### WHAT YOU SHOULD DO
Which lines run from the start of the data below to the line containing "until an explicit"? Set them down exactly, with none added.

### Stored data entries
=== Section Start ===

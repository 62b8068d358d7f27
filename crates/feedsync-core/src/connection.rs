//! Push-channel lifecycle: state machine, heartbeat, reconnection policy
//!
//! One manager owns one push-channel connection at a time and drives it
//! from a background task:
//!
//! ```text
//! Disconnected --connect()--> Connecting --open--> Connected
//!       ^                         |                   |
//!       +----- close/error -------+-------------------+
//! ```
//!
//! On entering `Disconnected` from a previously-`Connected` or failed
//! `Connecting` state, a reconnect is scheduled automatically with
//! exponential backoff; never after a user-initiated [`ConnectionManager::close`].
//! Once the attempt budget is exhausted the manager reports a terminal
//! `Error` state and stays there until an explicit
//! [`ConnectionManager::connect`] call resumes it.
//!
//! Liveness is inferred solely from the channel's own close/error signals;
//! the heartbeat ping keeps intermediaries from idling the connection out
//! but no answer is awaited.

use std::fmt;
use std::sync::Arc;
use std::time::Duration;

use parking_lot::Mutex;
use tokio::sync::mpsc;
use tokio::task::JoinHandle;
use tokio::time::MissedTickBehavior;
use tracing::{debug, info, warn};

use crate::protocol::ClientMessage;
use crate::transport::{PushConnector, PushSink, PushSource};

/// Externally observable connection lifecycle states
#[derive(Debug, Clone, Copy, PartialEq, Eq)]
pub enum ConnectionState {
    /// No channel; a reconnect may be pending
    Disconnected,
    /// Dial in progress
    Connecting,
    /// Channel open and usable
    Connected,
    /// Reconnection attempts exhausted; explicit `connect()` required
    Error,
}

impl fmt::Display for ConnectionState {
    fn fmt(&self, f: &mut fmt::Formatter<'_>) -> fmt::Result {
        match self {
            ConnectionState::Disconnected => write!(f, "disconnected"),
            ConnectionState::Connecting => write!(f, "connecting"),
            ConnectionState::Connected => write!(f, "connected"),
            ConnectionState::Error => write!(f, "error"),
        }
    }
}

/// Events delivered to the coordinator, in arrival order
#[derive(Debug)]
pub enum ConnectionEvent {
    /// A lifecycle transition, with human-readable cause.
    /// Repeated transitions to the same state carry the latest reason.
    State {
        state: ConnectionState,
        reason: String,
    },
    /// One inbound text frame, undecoded
    Message(String),
}

/// Reconnection policy knobs
#[derive(Debug, Clone)]
pub struct ReconnectPolicy {
    /// Delay for the first retry; doubles each consecutive failure
    pub base_delay: Duration,
    /// Upper bound on the backoff delay
    pub max_delay: Duration,
    /// Consecutive failures tolerated before giving up
    pub max_attempts: u32,
}

impl Default for ReconnectPolicy {
    fn default() -> Self {
        Self {
            base_delay: Duration::from_secs(1),
            max_delay: Duration::from_secs(30),
            max_attempts: 10,
        }
    }
}

impl ReconnectPolicy {
    /// Backoff delay before reconnect attempt `attempt` (1-based):
    /// `min(base * 2^attempt, max)`
    pub fn delay(&self, attempt: u32) -> Duration {
        let base_ms = self.base_delay.as_millis() as u64;
        let max_ms = self.max_delay.as_millis() as u64;
        let delay_ms = base_ms
            .saturating_mul(2u64.saturating_pow(attempt.min(32)))
            .min(max_ms);
        Duration::from_millis(delay_ms)
    }

    /// Whether the attempt budget is spent
    pub fn exhausted(&self, attempt: u32) -> bool {
        attempt > self.max_attempts
    }
}

/// Owns the single push-channel connection and its reconnection loop
pub struct ConnectionManager {
    connector: Arc<dyn PushConnector>,
    policy: ReconnectPolicy,
    heartbeat: Duration,
    state: Arc<Mutex<ConnectionState>>,
    events: mpsc::UnboundedSender<ConnectionEvent>,
    /// Writer into the current session, present only while one is live
    outbound: Arc<Mutex<Option<mpsc::UnboundedSender<String>>>>,
    driver: Mutex<Option<JoinHandle<()>>>,
}

impl ConnectionManager {
    /// Create a manager and the event stream it feeds.
    ///
    /// No connection is made until [`connect`](Self::connect) is called.
    pub fn new(
        connector: Arc<dyn PushConnector>,
        policy: ReconnectPolicy,
        heartbeat: Duration,
    ) -> (Self, mpsc::UnboundedReceiver<ConnectionEvent>) {
        let (events, events_rx) = mpsc::unbounded_channel();
        let manager = Self {
            connector,
            policy,
            heartbeat,
            state: Arc::new(Mutex::new(ConnectionState::Disconnected)),
            events,
            outbound: Arc::new(Mutex::new(None)),
            driver: Mutex::new(None),
        };
        (manager, events_rx)
    }

    /// Current lifecycle state
    pub fn state(&self) -> ConnectionState {
        *self.state.lock()
    }

    /// Whether the channel is open right now
    pub fn is_connected(&self) -> bool {
        self.state() == ConnectionState::Connected
    }

    /// Start (or restart) the connection driver.
    ///
    /// Any previous driver generation is aborted first, so a `connect()`
    /// after teardown or after the terminal `Error` state creates a fresh,
    /// independent timer and connection set.
    pub fn connect(&self) {
        let mut driver = self.driver.lock();
        if let Some(handle) = driver.take() {
            handle.abort();
        }
        *self.outbound.lock() = None;

        let connector = self.connector.clone();
        let policy = self.policy.clone();
        let heartbeat = self.heartbeat;
        let state = self.state.clone();
        let events = self.events.clone();
        let outbound = self.outbound.clone();
        *driver = Some(tokio::spawn(async move {
            run_driver(connector, policy, heartbeat, state, events, outbound).await;
        }));
    }

    /// Attempt to transmit over the open channel.
    ///
    /// Returns whether the channel was open at call time. Messages are
    /// never queued across reconnects; on `false` the caller must fall
    /// back to the request/response channel.
    pub fn send(&self, message: &ClientMessage) -> bool {
        if !self.is_connected() {
            return false;
        }
        let outbound = self.outbound.lock();
        let Some(tx) = outbound.as_ref() else {
            return false;
        };
        match message.encode() {
            Ok(text) => tx.send(text).is_ok(),
            Err(e) => {
                warn!(error = %e, "failed to encode outbound message");
                false
            }
        }
    }

    /// Tear down the channel and cancel all pending timers.
    ///
    /// No reconnect is scheduled; this is the user-initiated path.
    pub fn close(&self) {
        if let Some(handle) = self.driver.lock().take() {
            handle.abort();
        }
        *self.outbound.lock() = None;
        set_state(
            &self.state,
            &self.events,
            ConnectionState::Disconnected,
            "closed by client",
        );
    }
}

impl Drop for ConnectionManager {
    fn drop(&mut self) {
        if let Some(handle) = self.driver.lock().take() {
            handle.abort();
        }
    }
}

/// Record a transition and notify observers.
///
/// Emits even when the state repeats, so observers always see the latest
/// reason text.
fn set_state(
    state: &Mutex<ConnectionState>,
    events: &mpsc::UnboundedSender<ConnectionEvent>,
    next: ConnectionState,
    reason: &str,
) {
    *state.lock() = next;
    info!(state = %next, reason, "connection state");
    let _ = events.send(ConnectionEvent::State {
        state: next,
        reason: reason.to_string(),
    });
}

/// Connection loop: dial, drive the session, back off, repeat
async fn run_driver(
    connector: Arc<dyn PushConnector>,
    policy: ReconnectPolicy,
    heartbeat: Duration,
    state: Arc<Mutex<ConnectionState>>,
    events: mpsc::UnboundedSender<ConnectionEvent>,
    outbound_slot: Arc<Mutex<Option<mpsc::UnboundedSender<String>>>>,
) {
    let mut attempts: u32 = 0;
    loop {
        set_state(&state, &events, ConnectionState::Connecting, "dialing");

        match connector.connect().await {
            Ok((mut sink, mut source)) => {
                // A successful open resets the failure counter
                attempts = 0;
                let (out_tx, out_rx) = mpsc::unbounded_channel();
                *outbound_slot.lock() = Some(out_tx);
                set_state(&state, &events, ConnectionState::Connected, "push channel open");

                let reason =
                    drive_session(&mut sink, &mut source, out_rx, &events, heartbeat).await;

                *outbound_slot.lock() = None;
                set_state(&state, &events, ConnectionState::Disconnected, &reason);
            }
            Err(e) => {
                warn!(error = %e, "push channel dial failed");
                set_state(
                    &state,
                    &events,
                    ConnectionState::Disconnected,
                    &format!("dial failed: {e}"),
                );
            }
        }

        attempts += 1;
        if policy.exhausted(attempts) {
            set_state(
                &state,
                &events,
                ConnectionState::Error,
                "reconnect attempts exhausted",
            );
            return;
        }

        let delay = policy.delay(attempts);
        debug!(attempt = attempts, ?delay, "scheduling reconnect");
        tokio::time::sleep(delay).await;
    }
}

/// Pump one live session until it ends; returns the disconnect reason
async fn drive_session(
    sink: &mut Box<dyn PushSink>,
    source: &mut Box<dyn PushSource>,
    mut outbound: mpsc::UnboundedReceiver<String>,
    events: &mpsc::UnboundedSender<ConnectionEvent>,
    heartbeat: Duration,
) -> String {
    let mut ticker = tokio::time::interval(heartbeat);
    ticker.set_missed_tick_behavior(MissedTickBehavior::Skip);
    // The first tick fires immediately; the heartbeat starts one period in
    ticker.tick().await;

    loop {
        tokio::select! {
            frame = source.next() => match frame {
                Some(Ok(text)) => {
                    if events.send(ConnectionEvent::Message(text)).is_err() {
                        return "observer gone".to_string();
                    }
                }
                Some(Err(e)) => return format!("read error: {e}"),
                None => return "closed by remote".to_string(),
            },
            queued = outbound.recv() => match queued {
                Some(text) => {
                    if let Err(e) = sink.send(text).await {
                        return format!("write error: {e}");
                    }
                }
                None => return "outbound channel closed".to_string(),
            },
            _ = ticker.tick() => {
                match ClientMessage::Ping.encode() {
                    Ok(text) => {
                        if let Err(e) = sink.send(text).await {
                            return format!("write error: {e}");
                        }
                    }
                    Err(e) => debug!(error = %e, "failed to encode heartbeat"),
                }
            }
        }
    }
}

=== Section End ===

### SOLUTION FOR THIS PROBLEM
repository 62b8068d358d7f27
filename crates/feedsync-core/src/connection.rs
//! Push-channel lifecycle: state machine, heartbeat, reconnection policy
//!
//! One manager owns one push-channel connection at a time and drives it
//! from a background task:
//!
//! ```text
//! Disconnected --connect()--> Connecting --open--> Connected
//!       ^                         |                   |
//!       +----- close/error -------+-------------------+
//! ```
//!
//! On entering `Disconnected` from a previously-`Connected` or failed
//! `Connecting` state, a reconnect is scheduled automatically with
//! exponential backoff; never after a user-initiated [`ConnectionManager::close`].
//! Once the attempt budget is exhausted the manager reports a terminal
//! `Error` state and stays there until an explicit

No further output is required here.